The Gin4 effect on Bnr1 localization is mediated by the L2 domain of Bnr1. (A) Domain architecture of Bnr1. DAD, Diaphanous autoregulatory domain; DD, dimerization domain; DID, Diaphanous inhibitory domain; FH1, formin homology 1; FH2, formin homology 2; GBD, GTPase-binding domain; IH, interdomain helix. The truncations used in the experiments in C are indicated. (B) Endogenous-level expression of Bnr1-758–GFP or Bnr1-660–GFP defines a minimal localization signal for Bnr1. Images are maximum-intensity projections with normalized fluorescence intensity. (C) C-terminally GFP-tagged Bnr1 constructs containing either L1 or L2 were expressed from the inducible GAL1,10 promoter.
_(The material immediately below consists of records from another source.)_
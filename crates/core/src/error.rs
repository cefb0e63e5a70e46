use crate::types::DbId;

#[derive(Debug, thiserror::Error)]
pub enum CoreError {
    #[error("Entity not found: {entity} with id {id}")]
    NotFound { entity: &'static str, id: DbId },

    /// Lookup miss for entities keyed by string (in-memory collections).
    #[error("Entity not found: {entity} with key {key}")]
    KeyNotFound { entity: &'static str, key: String },

    #[error("Validation failed: {0}")]
    Validation(String),

    #[error("Conflict: {0}")]
    Conflict(String),

    #[error("Internal error: {0}")]
    Internal(String),
}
Bnr1 L2 (596–758) requires Gin4 for localization to the bud neck. Cells were fixed after 1 h (L2) or 4 h (L1 and ΔL1) of induction with medium containing 2% galactose. (D) Endogenous-level Bnr1 constructs confirm a requirement for Bnr1-L2 for Gin4-dependent localization to the bud neck. Note that images were chosen to represent the fluorescence intensity of the Bnr1 constructs rather than the percentage of Bnr1 localized to the bud neck. (C, D) Number in the upper left indicates the average percentage of cells with Bnr1 localized to the bud neck (n > 100 cells; three independent experiments). (B–D) Cells were imaged in three dimensions with five 0.5-μm stacks using the same exposure conditions for all experiments. Images are normalized, maximum-projection images; scale bar, 5 μm. (E) Fluorescence intensity of full-length 3GFP-Bnr1, 3GFP-Bnr1-ΔL1, or 3GFP-Bnr1-ΔL2 measured from the images obtained for bnr1Δ strains as in D. Each point represents the background-subtracted fluorescence intensity of a single cell (in arbitrary units); bars, mean ± SE.